Bonjour,
comme il fait froid et moche, je crois le moment venu d’enfiler, plutôt que mes baskets, mes bottines à semelles de vent pour, comme c’est l’usage quand me prend l’envie de bondir, une édition un peu plus visuelle que d’habitude. Allons donc admirer quelques œuvres ici et ailleurs… Enfin, surtout ailleurs !
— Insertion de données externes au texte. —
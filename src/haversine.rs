//! Straight-line leg provider (fallback when OSRM is unavailable).
//!
//! Uses great-circle distance and an assumed speed to estimate travel time.
//! Less accurate than OSRM (ignores roads) but always available.

use crate::error::OsrmError;
use crate::geo::{GeoPoint, distance};
use crate::polyline::Polyline;
use crate::traits::{RouteLeg, RouteLegProvider};

/// Average travel speed assumption for time estimation.
const DEFAULT_SPEED_KMH: f64 = 40.0;

#[derive(Debug, Clone)]
pub struct HaversineLegProvider {
    /// Assumed average speed in km/h.
    pub speed_kmh: f64,
}

impl Default for HaversineLegProvider {
    fn default() -> Self {
        Self {
            speed_kmh: DEFAULT_SPEED_KMH,
        }
    }
}

impl HaversineLegProvider {
    /// Creates a provider that assumes `speed_kmh` for every leg.
    pub fn new(speed_kmh: f64) -> Self {
        Self { speed_kmh }
    }

    fn km_to_seconds(&self, km: f64) -> f64 {
        (km / self.speed_kmh * 3600.0).round()
    }
}

impl RouteLegProvider for HaversineLegProvider {
    fn leg(&self, from: GeoPoint, to: GeoPoint) -> Result<RouteLeg, OsrmError> {
        let km = distance(from, to);
        Ok(RouteLeg {
            distance_m: km * 1000.0,
            duration_s: self.km_to_seconds(km),
            geometry: Polyline::new(vec![from, to]),
        })
    }
}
NB : si le mail apparaît tronqué par votre boîte, vous pouvez le “Lire dans le navigateur” en cliquant sur le lien en haut à droite.
Jeune et joueuse
Il m’a fallu un peu de temps pour comprendre la différence entre Gramophone Magazine et Deutsche Grammophon mais apparemment la réponse est : aucun lien. Pas même, j’ai vérifié deux fois, le même nombre de “M”.
L’invention du gramophone à la fin du XIXème siècle a marqué les esprits. On doit ce tourne-disque surmonté d’un grand cornet en guise de haut-parleur au travail de quelques précurseurs, mais surtout à un Berlinois (pourtant peu imaginatif : il s’appelait “Berliner”). C’est lui qui a ensuite créé la “Gramophone Company”, dont l’emblème (un chien blanc aux oreilles noires assis devant l’appareil et aussi attentif que s’il s’agissait, selon le slogan, de “la voix de son maître”) est entré dans l’histoire.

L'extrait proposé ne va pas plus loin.